● Records for the task:
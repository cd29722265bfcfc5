//! The treasury wallet: assembles, signs and submits transfers.

use std::str::FromStr;

use kas_primitives::chainhash::TransactionId;
use kas_rest::{KaspaApi, TransactionRecord};
use kas_script::Address;
use kas_transaction::{
    SigningContext, Transaction, TransactionInput, TransactionOutput, UnspentOutput, UtxoEntry,
};
use tracing::{debug, info, warn};

use crate::config::{TreasuryConfig, WalletConfig};
use crate::selection::select_utxos;
use crate::WalletError;

/// A signed transaction ready for submission, with its accounting.
#[derive(Debug, Clone, PartialEq, Eq)]
pub struct BuiltTransaction {
    /// The signed transaction.
    pub tx: Transaction,
    /// Sum of the spent UTXO amounts.
    pub input_total: u64,
    /// Fee paid, equal to `input_total - sum(outputs)`.
    pub fee: u64,
    /// Change returned to the source address; zero when no change output exists.
    pub change: u64,
}

/// A wallet that spends from a single treasury address.
pub struct TreasuryWallet<A> {
    api: A,
    signer: SigningContext,
    address: Address,
    config: WalletConfig,
}

impl<A: KaspaApi> TreasuryWallet<A> {
    /// Create a wallet spending from `address` with `signer`.
    ///
    /// Logs a warning when the signer's own pay-to-pubkey address differs
    /// from `address`, since signatures for that address's outputs would
    /// then be rejected.
    pub fn new(api: A, signer: SigningContext, address: Address, config: WalletConfig) -> Self {
        let derived = signer.address(address.prefix);
        if derived != address {
            warn!(
                configured = %address,
                derived = %derived,
                "treasury address does not match the signing key"
            );
        }
        TreasuryWallet { api, signer, address, config }
    }

    /// Create a wallet from a loaded configuration.
    ///
    /// # Returns
    /// The wallet, or `Configuration` if the key or address is invalid.
    pub fn from_config(api: A, config: &TreasuryConfig) -> Result<Self, WalletError> {
        let signer = SigningContext::from_hex(&config.private_key_hex)
            .map_err(|e| WalletError::Configuration(format!("treasury private key: {e}")))?;
        let address = Address::from_string_for_network(&config.treasury_address, config.wallet.network)
            .map_err(|e| WalletError::Configuration(format!("treasury address: {e}")))?;
        Ok(Self::new(api, signer, address, config.wallet.clone()))
    }

    /// The configured source address.
    pub fn address(&self) -> &Address {
        &self.address
    }

    /// The signing context.
    pub fn signer(&self) -> &SigningContext {
        &self.signer
    }

    /// The assembly settings.
    pub fn config(&self) -> &WalletConfig {
        &self.config
    }

    /// The network interface.
    pub fn api(&self) -> &A {
        &self.api
    }

    /// Total sompi held by the source address.
    pub async fn balance(&self) -> Result<u64, WalletError> {
        let utxos = self.api.get_utxos_by_address(&self.address).await?;
        Ok(utxos.iter().fold(0u64, |acc, u| acc.saturating_add(u.amount())))
    }

    /// Look up a transaction. `None` when it is not indexed yet.
    pub async fn get_transaction(&self, id: &TransactionId) -> Result<Option<TransactionRecord>, WalletError> {
        Ok(self.api.get_transaction(id).await?)
    }

    /// Parse a destination address and check it belongs to the wallet's network.
    pub fn parse_destination(&self, to_address: &str) -> Result<Address, WalletError> {
        let address = Address::from_str(to_address)?;
        if address.prefix != self.config.network {
            return Err(WalletError::InvalidAddress(format!(
                "{} is not a {} address",
                to_address, self.config.network
            )));
        }
        Ok(address)
    }

    /// Build and sign a transaction paying `amount` sompi to `to` from `utxos`.
    ///
    /// Performs no I/O. Outputs are `[payment, change]`, with the change
    /// output omitted when it would be zero.
    ///
    /// # Arguments
    /// * `utxos` - Spendable outputs of the source address.
    /// * `to` - The recipient.
    /// * `amount` - Payment in sompi.
    ///
    /// # Returns
    /// The signed transaction with its accounting, or an error if funds are
    /// insufficient or signing fails.
    pub fn build_transaction(
        &self,
        utxos: &[UnspentOutput],
        to: &Address,
        amount: u64,
    ) -> Result<BuiltTransaction, WalletError> {
        if amount == 0 {
            return Err(WalletError::InvalidAmount("0".to_string()));
        }
        let fee = self.config.fee_policy.fee();
        let needed = amount.checked_add(fee).ok_or_else(|| {
            WalletError::InvalidAmount(format!("{amount} + fee {fee} overflows"))
        })?;

        let selection = select_utxos(utxos, needed)?;
        let change = selection.total - needed;

        let mut outputs = vec![TransactionOutput::to_address(amount, to)];
        if change > 0 {
            outputs.push(TransactionOutput::to_address(change, &self.address));
        }

        let (inputs, entries): (Vec<TransactionInput>, Vec<UtxoEntry>) = selection
            .utxos
            .into_iter()
            .map(|u| (TransactionInput::from_outpoint(u.outpoint), u.entry))
            .unzip();

        let mut tx = Transaction::with_io(inputs, outputs);
        self.signer.sign_transaction(&mut tx, &entries)?;
        debug!(
            inputs = tx.input_count(),
            outputs = tx.output_count(),
            amount,
            fee,
            change,
            "built transaction"
        );

        Ok(BuiltTransaction { tx, input_total: selection.total, fee, change })
    }

    /// Send `amount_sompi` to `to_address`.
    ///
    /// Fetches the source UTXOs, builds and signs the transaction, and
    /// submits it once. Nothing is retried.
    ///
    /// # Returns
    /// The id the node assigned, or `NoUtxosAvailable`, `InsufficientFunds`,
    /// `SubmissionRejected` or `Network` among others.
    pub async fn send_transaction(
        &self,
        to_address: &str,
        amount_sompi: u64,
    ) -> Result<TransactionId, WalletError> {
        let to = self.parse_destination(to_address)?;

        let utxos = self.api.get_utxos_by_address(&self.address).await?;
        if utxos.is_empty() {
            return Err(WalletError::NoUtxosAvailable(self.address.to_string()));
        }

        let built = self.build_transaction(&utxos, &to, amount_sompi)?;
        let local_id = built.tx.id();

        let resp = self.api.submit_transaction(&built.tx).await?;
        info!(
            txid = %resp.transaction_id,
            %local_id,
            to = %to,
            amount = amount_sompi,
            fee = built.fee,
            "transaction submitted"
        );
        Ok(resp.transaction_id)
    }
}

● Required action: Return the listing above in full, character for character.

● Exercise output:
repository cd29722265bfcfc5
//! The treasury wallet: assembles, signs and submits transfers.

use std::str::FromStr;

use kas_primitives::chainhash::TransactionId;
use kas_rest::{KaspaApi, TransactionRecord};
use kas_script::Address;
use kas_transaction::{
    SigningContext, Transaction, TransactionInput, TransactionOutput, UnspentOutput, UtxoEntry,
};
use tracing::{debug, info, warn};

use crate::config::{TreasuryConfig, WalletConfig};
use crate::selection::select_utxos;
use crate::WalletError;

/// A signed transaction ready for submission, with its accounting.
#[derive(Debug, Clone, PartialEq, Eq)]
pub struct BuiltTransaction {
    /// The signed transaction.
    pub tx: Transaction,
    /// Sum of the spent UTXO amounts.
    pub input_total: u64,
    /// Fee paid, equal to `input_total - sum(outputs)`.
    pub fee: u64,
    /// Change returned to the source address; zero when no change output exists.
    pub change: u64,
}

/// A wallet that spends from a single treasury address.
pub struct TreasuryWallet<A> {
    api: A,
    signer: SigningContext,
    address: Address,
    config: WalletConfig,
}

impl<A: KaspaApi> TreasuryWallet<A> {
    /// Create a wallet spending from `address` with `signer`.
    ///
    /// Logs a warning when the signer's own pay-to-pubkey address differs
    /// from `address`, since signatures for that address's outputs would
    /// then be rejected.
    pub fn new(api: A, signer: SigningContext, address: Address, config: WalletConfig) -> Self {
        let derived = signer.address(address.prefix);
        if derived != address {
            warn!(
                configured = %address,
                derived = %derived,
                "treasury address does not match the signing key"
            );
        }
        TreasuryWallet { api, signer, address, config }
    }

    /// Create a wallet from a loaded configuration.
    ///
    /// # Returns
    /// The wallet, or `Configuration` if the key or address is invalid.
    pub fn from_config(api: A, config: &TreasuryConfig) -> Result<Self, WalletError> {
        let signer = SigningContext::from_hex(&config.private_key_hex)
            .map_err(|e| WalletError::Configuration(format!("treasury private key: {e}")))?;
        let address = Address::from_string_for_network(&config.treasury_address, config.wallet.network)
            .map_err(|e| WalletError::Configuration(format!("treasury address: {e}")))?;
        Ok(Self::new(api, signer, address, config.wallet.clone()))
    }

    /// The configured source address.
    pub fn address(&self) -> &Address {
        &self.address
    }

    /// The signing context.
    pub fn signer(&self) -> &SigningContext {
        &self.signer
    }

    /// The assembly settings.
    pub fn config(&self) -> &WalletConfig {
        &self.config
    }

    /// The network interface.
    pub fn api(&self) -> &A {
        &self.api
    }

    /// Total sompi held by the source address.
    pub async fn balance(&self) -> Result<u64, WalletError> {
        let utxos = self.api.get_utxos_by_address(&self.address).await?;
        Ok(utxos.iter().fold(0u64, |acc, u| acc.saturating_add(u.amount())))
    }

    /// Look up a transaction. `None` when it is not indexed yet.
    pub async fn get_transaction(&self, id: &TransactionId) -> Result<Option<TransactionRecord>, WalletError> {
        Ok(self.api.get_transaction(id).await?)
    }

    /// Parse a destination address and check it belongs to the wallet's network.
    pub fn parse_destination(&self, to_address: &str) -> Result<Address, WalletError> {
        let address = Address::from_str(to_address)?;
        if address.prefix != self.config.network {
            return Err(WalletError::InvalidAddress(format!(
                "{} is not a {} address",
                to_address, self.config.network
            )));
        }
        Ok(address)
    }

    /// Build and sign a transaction paying `amount` sompi to `to` from `utxos`.
    ///
    /// Performs no I/O. Outputs are `[payment, change]`, with the change
    /// output omitted when it would be zero.
    ///
    /// # Arguments
    /// * `utxos` - Spendable outputs of the source address.
    /// * `to` - The recipient.
    /// * `amount` - Payment in sompi.
    ///
    /// # Returns
    /// The signed transaction with its accounting, or an error if funds are
    /// insufficient or signing fails.
    pub fn build_transaction(
        &self,
        utxos: &[UnspentOutput],
        to: &Address,
        amount: u64,
    ) -> Result<BuiltTransaction, WalletError> {
        if amount == 0 {
            return Err(WalletError::InvalidAmount("0".to_string()));
        }
        let fee = self.config.fee_policy.fee();
        let needed = amount.checked_add(fee).ok_or_else(|| {
            WalletError::InvalidAmount(format!("{amount} + fee {fee} overflows"))
        })?;

        let selection = select_utxos(utxos, needed)?;
        let change = selection.total - needed;

        let mut outputs = vec![TransactionOutput::to_address(amount, to)];
        if change > 0 {
            outputs.push(TransactionOutput::to_address(change, &self.address));
        }

        let (inputs, entries): (Vec<TransactionInput>, Vec<UtxoEntry>) = selection
            .utxos
            .into_iter()
            .map(|u| (TransactionInput::from_outpoint(u.outpoint), u.entry))
            .unzip();

        let mut tx = Transaction::with_io(inputs, outputs);
        self.signer.sign_transaction(&mut tx, &entries)?;
        debug!(
            inputs = tx.input_count(),
            outputs = tx.output_count(),
            amount,
            fee,
            change,
            "built transaction"
        );

        Ok(BuiltTransaction { tx, input_total: selection.total, fee, change })
    }

    /// Send `amount_sompi` to `to_address`.
    ///
    /// Fetches the source UTXOs, builds and signs the transaction, and
    /// submits it once. Nothing is retried.
    ///
    /// # Returns
    /// The id the node assigned, or `NoUtxosAvailable`, `InsufficientFunds`,
    /// `SubmissionRejected` or `Network` among others.
    pub async fn send_transaction(
        &self,
        to_address: &str,
        amount_sompi: u64,
    ) -> Result<TransactionId, WalletError> {
        let to = self.parse_destination(to_address)?;

        let utxos = self.api.get_utxos_by_address(&self.address).await?;
        if utxos.is_empty() {
            return Err(WalletError::NoUtxosAvailable(self.address.to_string()));
        }

        let built = self.build_transaction(&utxos, &to, amount_sompi)?;
        let local_id = built.tx.id();

        let resp = self.api.submit_transaction(&built.tx).await?;
        info!(
            txid = %resp.transaction_id,
            %local_id,
            to = %to,
            amount = amount_sompi,
            fee = built.fee,
            "transaction submitted"
        );
        Ok(resp.transaction_id)
    }
}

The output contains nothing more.